When Aqua Survey President  Ken Hayes asked me to join him on this trip working with new equipment to detect and map UXO deep in the ground, I was thinking of goals in terms of meters, hertz, and mili-volts.

But after having met survivors of exploding leftovers from a war long ago, and hearing about those who didn't survive, it was our concern for the future that provided new  goals;  to create the technology to find bombs before these kids do.

We have finished our work in the field for now, and will return home with a couple of reminders to work hard and try to help find a solution to the problem of UXO that I'm going to put in a frame; This photo of 2 friends outside the village of Vilabouly, and a receipt for a prosthetic leg from the COPE program that, unfortunately, some one is going to need.
 
 
 
 
Travel outside of Vientiane is hampered by the rainy season. There are very few paved roads in Laos, and even traveling around the capital is a bumpy, muddy slow speed event.

Lao drivers are patient, which is good.

So the prospect of covering any distance by road can be a major undertaking.  We flew by Cessna Caravan out to the field site, a flight that's impossible as often as not, so the overland route is the mainstay, and takes about 5 hrs. to Savanaket, where the daily flight to Vientiane is more reliable.

From the dirt airstrip we rode by Land Rover down to Route 28A, also known as the Ho Chi Minh Trail, which maintains the title of the most heavily bombed road in the most heavily bombed country on earth.

One of the first sites that we visit is an eye opener.  A section of free-form rice paddies in a high valley between two ridges overgrown with jungle. It hasn't rained since the morning and the sun is steaming the moisture out of the land and the forest.  It's hot.

The Lao UXO clearance team is spread out over the field from their makeshift awning to where the creek flows off the edge of the paddy into the forest. A bamboo picnic table is set up under the awning next to the impact crater of a large bomb. We park there and meet the UXO team leader.

In the surrounding field are over a thousand shovel sized holes spreading up to the forest's edge one or two every couple of feet, indicating where the team had detected and removed bomb frag. The farmer had been tilling through frag for years.
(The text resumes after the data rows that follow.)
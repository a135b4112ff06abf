use std::io::{self, Read};

/// Caps how many bytes can be read from the inner stream, returning a
/// `413`-worthy error (via the caller checking `limit_exceeded`) instead of
/// silently truncating. Used by the request body reader to enforce
/// `client_max_body_size` uniformly for both `Content-Length`-declared and
/// chunked bodies.
pub struct Limit<R> {
    inner: R,
    remaining: u64,
    exceeded: bool,
}

impl<R> Limit<R> {
    pub fn new(inner: R, max: u64) -> Self {
        Self {
            inner,
            remaining: max,
            exceeded: false,
        }
    }

    pub fn limit_exceeded(&self) -> bool {
        self.exceeded
    }

    pub fn into_inner(self) -> R {
        self.inner
    }
}

impl<R: Read> Read for Limit<R> {
    fn read(&mut self, buf: &mut [u8]) -> io::Result<usize> {
        if self.remaining == 0 {
            let n = self.inner.read(buf)?;
            if n > 0 {
                self.exceeded = true;
            }
            return Ok(0);
        }

        let max = (self.remaining.min(buf.len() as u64)) as usize;
        let n = self.inner.read(&mut buf[..max])?;
        self.remaining -= n as u64;
        Ok(n)
    }
}
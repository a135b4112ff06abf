//! The request body stream adapter: wraps the connection's buffered
//! reader so a handler sees exactly `Content-Length` bytes, or the
//! chunk-decoded stream when `Transfer-Encoding: chunked` applies,
//! capped at `client_max_body_size` either way. Generalizes the static
//! handler's bounded file read (§4.F) and the teacher's
//! `total_body_read`/`body_remaining` counters in `HttpConnection` into
//! one adapter every backend (CGI, FastCGI, proxy) reads through.

use std::io::{self, Read, Write};
use std::os::fd::AsRawFd;

use mio::event::Source;

use crate::io::{async_write_all, AsyncBufReader, AsyncIo};

use super::message::HeaderMap;

enum State {
    /// No body: no `Content-Length`, not chunked (or 0-length).
    Empty,
    Fixed { remaining: u64 },
    Chunked { remaining_in_chunk: u64, seen_final: bool },
}

/// Reads a request (or, for CGI/proxy upstream framing, an arbitrary
/// message) body per the framing its headers declare. §8 invariant 2 (a
/// wire-accepted message round-trips byte for byte) and §3's
/// "exactly content-length bytes" invariant both rest on this never
/// over-reading into whatever follows on the wire — each `read` stops at
/// the chunk/content-length boundary even if more bytes are buffered.
pub struct BodyReader<'a, S> {
    reader: &'a mut AsyncBufReader<S>,
    state: State,
    max: u64,
    total_read: u64,
    exceeded: bool,
}

impl<'a, S: Read + Write + Source + AsRawFd> BodyReader<'a, S> {
    pub fn for_headers(reader: &'a mut AsyncBufReader<S>, headers: &HeaderMap, max: u64) -> Self {
        let state = if headers.is_chunked() {
            State::Chunked { remaining_in_chunk: 0, seen_final: false }
        } else {
            match headers.content_length() {
                Some(0) | None => State::Empty,
                Some(n) => State::Fixed { remaining: n as u64 },
            }
        };
        Self { reader, state, max, total_read: 0, exceeded: false }
    }

    /// True once more bytes were available than `client_max_body_size`
    /// allowed; the caller (the connection driver) raises `413` instead
    /// of trying to keep reading.
    pub fn limit_exceeded(&self) -> bool {
        self.exceeded
    }

    pub async fn read(&mut self, buf: &mut [u8]) -> io::Result<usize> {
        if self.exceeded {
            return Ok(0);
        }
        let n = match &mut self.state {
            State::Empty => 0,
            State::Fixed { remaining } => {
                if *remaining == 0 {
                    0
                } else {
                    let want = (*remaining).min(buf.len() as u64) as usize;
                    let chunk = self.reader.read_exact(want).await?;
                    buf[..chunk.len()].copy_from_slice(&chunk);
                    *remaining -= chunk.len() as u64;
                    chunk.len()
                }
            }
            State::Chunked { remaining_in_chunk, seen_final } => {
                if *seen_final {
                    0
                } else {
                    if *remaining_in_chunk == 0 {
                        let size_line = self.reader.read_until(b"\r\n", 64).await?;
                        let size_str = size_line
                            .iter()
                            .take_while(|&&b| b != b';')
                            .copied()
                            .collect::<Vec<u8>>();
                        let size = u64::from_str_radix(
                            std::str::from_utf8(&size_str)
                                .map_err(|_| io::Error::new(io::ErrorKind::InvalidData, "bad chunk size"))?
                                .trim(),
                            16,
                        )
                        .map_err(|_| io::Error::new(io::ErrorKind::InvalidData, "bad chunk size"))?;
                        if size == 0 {
                            // Trailers (if any) then the terminating CRLF.
                            loop {
                                let trailer = self.reader.read_until(b"\r\n", 4096).await?;
                                if trailer.is_empty() {
                                    break;
                                }
                            }
                            *seen_final = true;
                            0
                        } else {
                            *remaining_in_chunk = size;
                            let want = size.min(buf.len() as u64) as usize;
                            let data = self.reader.read_exact(want).await?;
                            *remaining_in_chunk -= data.len() as u64;
                            if *remaining_in_chunk == 0 {
                                let _ = self.reader.read_until(b"\r\n", 2).await?;
                            }
                            buf[..data.len()].copy_from_slice(&data);
                            data.len()
                        }
                    } else {
                        let want = (*remaining_in_chunk).min(buf.len() as u64) as usize;
                        let data = self.reader.read_exact(want).await?;
                        *remaining_in_chunk -= data.len() as u64;
                        if *remaining_in_chunk == 0 {
                            let _ = self.reader.read_until(b"\r\n", 2).await?;
                        }
                        buf[..data.len()].copy_from_slice(&data);
                        data.len()
                    }
                }
            }
        };

        self.total_read += n as u64;
        if self.total_read > self.max {
            self.exceeded = true;
            return Ok(0);
        }
        Ok(n)
    }

    /// Drains the whole body into one buffer. Used by handlers (CGI env
    /// synthesis doesn't need this, but the proxy and the `--check`-style
    /// small-body cases do) that don't stream.
    pub async fn read_to_vec(&mut self) -> io::Result<Vec<u8>> {
        let mut out = Vec::new();
        let mut chunk = [0u8; 8192];
        loop {
            let n = self.read(&mut chunk).await?;
            if n == 0 {
                break;
            }
            out.extend_from_slice(&chunk[..n]);
        }
        Ok(out)
    }
}

/// Writes one chunk of a `Transfer-Encoding: chunked` body — used by the
/// CGI and proxy handlers whenever the backend doesn't hand over a
/// `Content-Length` up front so the response has to stream out as it
/// arrives. A zero-length `data` writes nothing (the caller finishes the
/// stream with [`write_chunked_terminator`] instead).
pub async fn write_chunk<S: Read + Write + Source + AsRawFd>(
    io: &mut AsyncIo<S>,
    data: &[u8],
) -> io::Result<()> {
    if data.is_empty() {
        return Ok(());
    }
    async_write_all(io, format!("{:x}\r\n", data.len()).as_bytes()).await?;
    async_write_all(io, data).await?;
    async_write_all(io, b"\r\n").await
}

pub async fn write_chunked_terminator<S: Read + Write + Source + AsRawFd>(
    io: &mut AsyncIo<S>,
) -> io::Result<()> {
    async_write_all(io, b"0\r\n\r\n").await
}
That frag spread, a couple acres in size, was the kill zone of that one, perhaps 500 lb., bomb.

In the field amongst the small frag excavation holes were 4 larger holes marked with bamboo poles and red flags. These were larger, deeper targets, over 2 meters deep. They hadn't been investigated or dug down to yet, because they shared the characteristics of other 500 pound bombs that had failed to explode on impact. They might be armed, or ready to arm themselves, or on a timer with a little bit of dirt keeping it from starting; one never knows.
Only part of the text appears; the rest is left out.